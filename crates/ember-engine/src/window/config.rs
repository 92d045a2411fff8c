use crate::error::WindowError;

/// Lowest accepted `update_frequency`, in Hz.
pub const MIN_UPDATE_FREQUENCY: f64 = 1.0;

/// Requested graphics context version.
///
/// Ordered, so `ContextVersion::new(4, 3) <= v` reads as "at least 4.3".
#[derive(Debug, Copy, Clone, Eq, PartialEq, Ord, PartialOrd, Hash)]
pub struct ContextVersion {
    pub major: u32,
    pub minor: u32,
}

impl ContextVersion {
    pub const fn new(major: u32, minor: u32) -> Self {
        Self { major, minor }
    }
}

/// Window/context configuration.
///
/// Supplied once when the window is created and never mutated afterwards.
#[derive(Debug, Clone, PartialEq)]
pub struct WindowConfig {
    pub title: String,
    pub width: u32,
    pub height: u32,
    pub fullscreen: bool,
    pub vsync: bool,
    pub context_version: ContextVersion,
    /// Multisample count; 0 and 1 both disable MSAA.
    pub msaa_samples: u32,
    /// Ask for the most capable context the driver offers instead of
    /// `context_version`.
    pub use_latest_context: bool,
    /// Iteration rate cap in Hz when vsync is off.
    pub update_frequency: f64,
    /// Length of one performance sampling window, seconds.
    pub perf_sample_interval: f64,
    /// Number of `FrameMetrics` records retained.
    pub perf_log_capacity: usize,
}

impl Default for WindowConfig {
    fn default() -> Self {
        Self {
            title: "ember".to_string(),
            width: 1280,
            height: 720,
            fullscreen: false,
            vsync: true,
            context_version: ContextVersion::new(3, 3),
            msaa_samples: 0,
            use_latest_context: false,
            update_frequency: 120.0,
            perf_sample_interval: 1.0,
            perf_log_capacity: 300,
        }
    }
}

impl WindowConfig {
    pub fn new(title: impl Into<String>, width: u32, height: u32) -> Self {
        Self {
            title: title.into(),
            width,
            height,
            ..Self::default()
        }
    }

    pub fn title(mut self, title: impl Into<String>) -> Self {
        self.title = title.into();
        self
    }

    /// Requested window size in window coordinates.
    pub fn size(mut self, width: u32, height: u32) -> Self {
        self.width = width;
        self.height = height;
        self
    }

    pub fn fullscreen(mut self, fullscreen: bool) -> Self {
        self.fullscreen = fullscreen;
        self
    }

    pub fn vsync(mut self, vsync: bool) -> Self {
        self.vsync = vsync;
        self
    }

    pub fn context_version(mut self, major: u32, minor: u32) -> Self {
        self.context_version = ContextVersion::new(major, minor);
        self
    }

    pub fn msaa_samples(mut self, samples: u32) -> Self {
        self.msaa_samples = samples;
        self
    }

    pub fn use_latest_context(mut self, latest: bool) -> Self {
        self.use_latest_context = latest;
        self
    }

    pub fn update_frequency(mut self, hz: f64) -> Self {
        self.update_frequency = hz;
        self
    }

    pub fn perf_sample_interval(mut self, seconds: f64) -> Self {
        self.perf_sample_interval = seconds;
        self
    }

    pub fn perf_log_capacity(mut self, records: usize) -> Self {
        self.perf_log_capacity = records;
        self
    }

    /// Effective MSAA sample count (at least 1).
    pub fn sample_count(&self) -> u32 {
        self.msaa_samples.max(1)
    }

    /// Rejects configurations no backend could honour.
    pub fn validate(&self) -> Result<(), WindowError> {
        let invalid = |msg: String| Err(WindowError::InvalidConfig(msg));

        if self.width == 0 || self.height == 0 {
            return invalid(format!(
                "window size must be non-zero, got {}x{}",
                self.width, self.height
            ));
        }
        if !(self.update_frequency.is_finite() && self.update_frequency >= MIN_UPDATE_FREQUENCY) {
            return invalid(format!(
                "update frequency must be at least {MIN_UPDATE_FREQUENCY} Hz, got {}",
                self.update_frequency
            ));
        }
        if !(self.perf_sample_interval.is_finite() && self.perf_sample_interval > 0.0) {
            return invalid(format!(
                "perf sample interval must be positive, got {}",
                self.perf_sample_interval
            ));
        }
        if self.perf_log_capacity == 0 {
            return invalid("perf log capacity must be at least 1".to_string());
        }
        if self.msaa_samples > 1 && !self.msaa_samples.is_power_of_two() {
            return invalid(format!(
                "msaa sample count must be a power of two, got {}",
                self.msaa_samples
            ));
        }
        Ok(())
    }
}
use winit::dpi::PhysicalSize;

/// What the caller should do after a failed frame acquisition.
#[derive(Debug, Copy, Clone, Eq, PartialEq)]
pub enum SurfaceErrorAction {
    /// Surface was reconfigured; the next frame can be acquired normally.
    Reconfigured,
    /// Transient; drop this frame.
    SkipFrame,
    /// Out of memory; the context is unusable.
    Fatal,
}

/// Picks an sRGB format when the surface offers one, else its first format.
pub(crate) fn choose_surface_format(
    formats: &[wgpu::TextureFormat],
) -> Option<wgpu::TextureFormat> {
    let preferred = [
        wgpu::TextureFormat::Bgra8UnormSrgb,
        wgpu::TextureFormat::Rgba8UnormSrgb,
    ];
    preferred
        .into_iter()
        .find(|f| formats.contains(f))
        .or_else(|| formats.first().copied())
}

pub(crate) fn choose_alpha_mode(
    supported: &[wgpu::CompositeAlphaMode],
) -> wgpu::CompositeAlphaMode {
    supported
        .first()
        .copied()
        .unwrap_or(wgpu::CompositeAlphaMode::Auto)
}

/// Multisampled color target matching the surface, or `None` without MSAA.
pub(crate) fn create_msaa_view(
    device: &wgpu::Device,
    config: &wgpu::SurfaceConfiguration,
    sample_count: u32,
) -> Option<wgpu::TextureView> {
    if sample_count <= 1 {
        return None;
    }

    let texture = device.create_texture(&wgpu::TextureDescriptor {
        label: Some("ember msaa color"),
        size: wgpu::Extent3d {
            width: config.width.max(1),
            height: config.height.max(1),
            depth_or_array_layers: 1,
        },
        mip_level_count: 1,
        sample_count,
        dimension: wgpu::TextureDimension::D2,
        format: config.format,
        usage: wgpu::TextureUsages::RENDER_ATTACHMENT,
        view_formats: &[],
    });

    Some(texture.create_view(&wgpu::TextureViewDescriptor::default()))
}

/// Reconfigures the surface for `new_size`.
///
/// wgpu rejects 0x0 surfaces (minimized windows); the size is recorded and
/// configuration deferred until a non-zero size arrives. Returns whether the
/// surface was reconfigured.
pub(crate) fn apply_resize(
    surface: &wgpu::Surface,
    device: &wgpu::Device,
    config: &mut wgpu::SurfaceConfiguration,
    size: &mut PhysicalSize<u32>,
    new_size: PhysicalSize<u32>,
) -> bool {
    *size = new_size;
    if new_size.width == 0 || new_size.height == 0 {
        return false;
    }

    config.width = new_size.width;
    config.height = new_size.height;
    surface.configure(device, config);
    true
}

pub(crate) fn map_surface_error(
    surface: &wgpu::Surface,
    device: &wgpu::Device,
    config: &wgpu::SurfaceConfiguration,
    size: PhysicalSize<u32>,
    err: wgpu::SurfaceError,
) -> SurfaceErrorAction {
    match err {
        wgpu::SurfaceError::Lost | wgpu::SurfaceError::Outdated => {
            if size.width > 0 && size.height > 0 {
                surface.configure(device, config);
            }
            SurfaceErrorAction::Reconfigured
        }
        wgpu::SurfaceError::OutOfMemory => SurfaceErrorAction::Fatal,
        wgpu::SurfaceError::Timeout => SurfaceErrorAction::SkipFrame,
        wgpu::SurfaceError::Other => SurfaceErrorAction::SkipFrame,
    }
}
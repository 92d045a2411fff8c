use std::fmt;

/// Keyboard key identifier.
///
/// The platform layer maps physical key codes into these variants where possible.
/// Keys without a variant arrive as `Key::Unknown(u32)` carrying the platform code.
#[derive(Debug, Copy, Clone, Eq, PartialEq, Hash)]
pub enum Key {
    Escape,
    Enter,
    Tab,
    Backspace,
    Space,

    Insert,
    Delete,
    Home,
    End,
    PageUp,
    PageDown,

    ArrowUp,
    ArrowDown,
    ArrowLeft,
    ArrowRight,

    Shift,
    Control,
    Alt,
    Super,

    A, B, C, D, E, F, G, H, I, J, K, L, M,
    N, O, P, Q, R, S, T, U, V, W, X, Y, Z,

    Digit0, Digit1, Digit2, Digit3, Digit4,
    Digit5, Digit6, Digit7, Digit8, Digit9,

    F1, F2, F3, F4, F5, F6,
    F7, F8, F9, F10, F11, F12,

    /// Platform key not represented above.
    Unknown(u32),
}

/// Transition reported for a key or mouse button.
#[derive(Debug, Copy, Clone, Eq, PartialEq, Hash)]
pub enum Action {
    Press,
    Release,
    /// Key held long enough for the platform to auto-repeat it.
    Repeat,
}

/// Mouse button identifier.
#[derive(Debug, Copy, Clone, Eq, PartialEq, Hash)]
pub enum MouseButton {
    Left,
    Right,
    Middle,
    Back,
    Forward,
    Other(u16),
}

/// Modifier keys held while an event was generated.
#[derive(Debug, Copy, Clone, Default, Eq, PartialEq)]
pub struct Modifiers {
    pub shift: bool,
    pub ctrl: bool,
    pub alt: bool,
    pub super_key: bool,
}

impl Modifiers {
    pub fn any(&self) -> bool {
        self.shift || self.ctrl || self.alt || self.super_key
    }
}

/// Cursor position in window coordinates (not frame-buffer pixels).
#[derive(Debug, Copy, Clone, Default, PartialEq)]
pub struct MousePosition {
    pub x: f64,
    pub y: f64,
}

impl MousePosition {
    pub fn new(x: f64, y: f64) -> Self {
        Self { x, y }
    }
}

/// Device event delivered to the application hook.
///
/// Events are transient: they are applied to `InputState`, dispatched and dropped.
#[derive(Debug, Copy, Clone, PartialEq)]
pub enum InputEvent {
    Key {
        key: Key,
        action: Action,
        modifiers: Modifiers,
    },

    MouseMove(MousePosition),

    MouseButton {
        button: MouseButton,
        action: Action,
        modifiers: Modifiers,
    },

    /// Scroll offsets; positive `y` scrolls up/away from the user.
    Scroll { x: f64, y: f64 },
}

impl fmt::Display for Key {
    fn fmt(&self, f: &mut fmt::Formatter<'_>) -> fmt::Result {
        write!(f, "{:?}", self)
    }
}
= = = = = = =
Problem description: Copy all lines above containing the string "const".

Solution for this exercise:
pub const MIN_UPDATE_FREQUENCY: f64 = 1.0;
    pub const fn new(major: u32, minor: u32) -> Self {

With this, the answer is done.